(Records from a data source)
^^^^^^^^

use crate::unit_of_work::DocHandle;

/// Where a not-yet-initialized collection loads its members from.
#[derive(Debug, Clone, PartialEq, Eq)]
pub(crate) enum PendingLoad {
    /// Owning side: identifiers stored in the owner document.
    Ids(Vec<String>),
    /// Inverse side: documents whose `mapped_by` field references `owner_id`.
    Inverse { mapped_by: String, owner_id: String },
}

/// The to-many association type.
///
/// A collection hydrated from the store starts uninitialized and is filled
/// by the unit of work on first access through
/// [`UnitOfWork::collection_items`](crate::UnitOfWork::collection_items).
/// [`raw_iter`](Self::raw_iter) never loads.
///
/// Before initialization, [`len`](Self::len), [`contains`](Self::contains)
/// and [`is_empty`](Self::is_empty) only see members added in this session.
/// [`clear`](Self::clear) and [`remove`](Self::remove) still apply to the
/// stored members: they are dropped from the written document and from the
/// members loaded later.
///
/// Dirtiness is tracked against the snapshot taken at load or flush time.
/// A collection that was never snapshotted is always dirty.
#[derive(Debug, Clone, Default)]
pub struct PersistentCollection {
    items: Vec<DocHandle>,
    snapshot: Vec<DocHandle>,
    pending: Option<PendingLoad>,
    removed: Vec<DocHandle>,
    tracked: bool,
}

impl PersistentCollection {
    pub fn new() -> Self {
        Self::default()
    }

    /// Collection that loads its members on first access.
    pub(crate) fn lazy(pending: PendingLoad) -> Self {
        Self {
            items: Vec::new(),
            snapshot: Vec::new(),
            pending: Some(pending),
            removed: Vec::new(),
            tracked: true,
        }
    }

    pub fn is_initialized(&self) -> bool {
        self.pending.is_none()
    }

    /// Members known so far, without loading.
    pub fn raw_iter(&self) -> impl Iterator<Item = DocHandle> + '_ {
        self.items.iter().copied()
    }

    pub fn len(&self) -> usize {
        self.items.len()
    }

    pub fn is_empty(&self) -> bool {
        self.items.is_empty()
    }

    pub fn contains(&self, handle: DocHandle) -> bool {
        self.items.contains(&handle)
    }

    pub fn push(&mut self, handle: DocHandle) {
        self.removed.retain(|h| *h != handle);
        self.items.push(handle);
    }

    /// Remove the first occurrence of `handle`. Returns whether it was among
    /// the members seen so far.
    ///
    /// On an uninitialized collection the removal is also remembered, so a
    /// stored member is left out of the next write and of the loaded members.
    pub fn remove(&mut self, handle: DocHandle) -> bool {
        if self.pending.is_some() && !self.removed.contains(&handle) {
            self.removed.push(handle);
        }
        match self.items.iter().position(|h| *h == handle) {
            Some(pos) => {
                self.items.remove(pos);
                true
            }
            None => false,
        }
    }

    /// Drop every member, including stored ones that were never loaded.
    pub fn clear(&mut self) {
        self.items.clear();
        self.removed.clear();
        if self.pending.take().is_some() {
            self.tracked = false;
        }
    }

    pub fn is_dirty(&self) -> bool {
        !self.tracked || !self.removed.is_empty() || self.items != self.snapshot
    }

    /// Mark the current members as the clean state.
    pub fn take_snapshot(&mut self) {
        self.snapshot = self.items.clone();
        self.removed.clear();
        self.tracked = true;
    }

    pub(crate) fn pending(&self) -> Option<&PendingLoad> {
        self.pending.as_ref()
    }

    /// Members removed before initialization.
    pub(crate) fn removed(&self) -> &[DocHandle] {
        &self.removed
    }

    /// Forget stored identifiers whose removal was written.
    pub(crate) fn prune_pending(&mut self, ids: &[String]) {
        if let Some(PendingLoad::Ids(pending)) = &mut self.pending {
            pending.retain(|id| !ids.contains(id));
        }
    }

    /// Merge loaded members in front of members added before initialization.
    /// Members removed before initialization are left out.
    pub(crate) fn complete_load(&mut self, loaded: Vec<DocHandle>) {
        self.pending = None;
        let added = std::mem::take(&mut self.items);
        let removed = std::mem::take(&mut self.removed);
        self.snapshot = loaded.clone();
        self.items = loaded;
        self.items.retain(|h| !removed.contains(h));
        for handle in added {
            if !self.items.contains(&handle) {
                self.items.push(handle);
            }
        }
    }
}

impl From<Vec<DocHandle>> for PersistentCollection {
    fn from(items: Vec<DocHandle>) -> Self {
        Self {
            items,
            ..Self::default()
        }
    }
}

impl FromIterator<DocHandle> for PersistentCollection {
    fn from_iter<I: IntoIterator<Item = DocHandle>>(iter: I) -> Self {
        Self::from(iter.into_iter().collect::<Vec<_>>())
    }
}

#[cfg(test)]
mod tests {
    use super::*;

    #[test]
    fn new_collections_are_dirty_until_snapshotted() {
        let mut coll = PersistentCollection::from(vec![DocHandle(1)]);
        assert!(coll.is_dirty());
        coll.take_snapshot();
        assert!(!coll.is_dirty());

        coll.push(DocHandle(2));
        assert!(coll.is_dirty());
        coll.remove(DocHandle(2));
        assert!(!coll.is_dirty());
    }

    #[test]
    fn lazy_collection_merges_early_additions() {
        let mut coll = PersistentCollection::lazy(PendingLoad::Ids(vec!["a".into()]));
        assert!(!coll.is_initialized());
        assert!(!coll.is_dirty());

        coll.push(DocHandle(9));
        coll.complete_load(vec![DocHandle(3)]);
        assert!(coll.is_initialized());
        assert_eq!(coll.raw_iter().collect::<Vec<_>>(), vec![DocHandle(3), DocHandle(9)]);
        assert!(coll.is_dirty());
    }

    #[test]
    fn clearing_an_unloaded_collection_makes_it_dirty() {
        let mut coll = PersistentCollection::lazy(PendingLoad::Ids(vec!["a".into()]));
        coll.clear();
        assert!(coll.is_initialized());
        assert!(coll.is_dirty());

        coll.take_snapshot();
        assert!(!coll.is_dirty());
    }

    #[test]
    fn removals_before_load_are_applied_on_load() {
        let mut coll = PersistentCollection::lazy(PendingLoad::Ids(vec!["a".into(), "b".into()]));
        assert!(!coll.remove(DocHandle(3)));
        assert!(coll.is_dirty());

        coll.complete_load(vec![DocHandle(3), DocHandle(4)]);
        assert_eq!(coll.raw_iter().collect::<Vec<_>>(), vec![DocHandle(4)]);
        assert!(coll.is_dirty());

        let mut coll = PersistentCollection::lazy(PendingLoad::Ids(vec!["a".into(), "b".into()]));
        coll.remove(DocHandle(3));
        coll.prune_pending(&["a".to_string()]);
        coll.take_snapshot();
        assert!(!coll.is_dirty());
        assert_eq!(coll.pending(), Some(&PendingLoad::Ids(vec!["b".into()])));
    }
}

^^^^^^^^

_What you have to do:_
With the string "access" as the key, filter the data above and show the lines that match.

_Completed exercise:_
/// by the unit of work on first access through
    /// Collection that loads its members on first access.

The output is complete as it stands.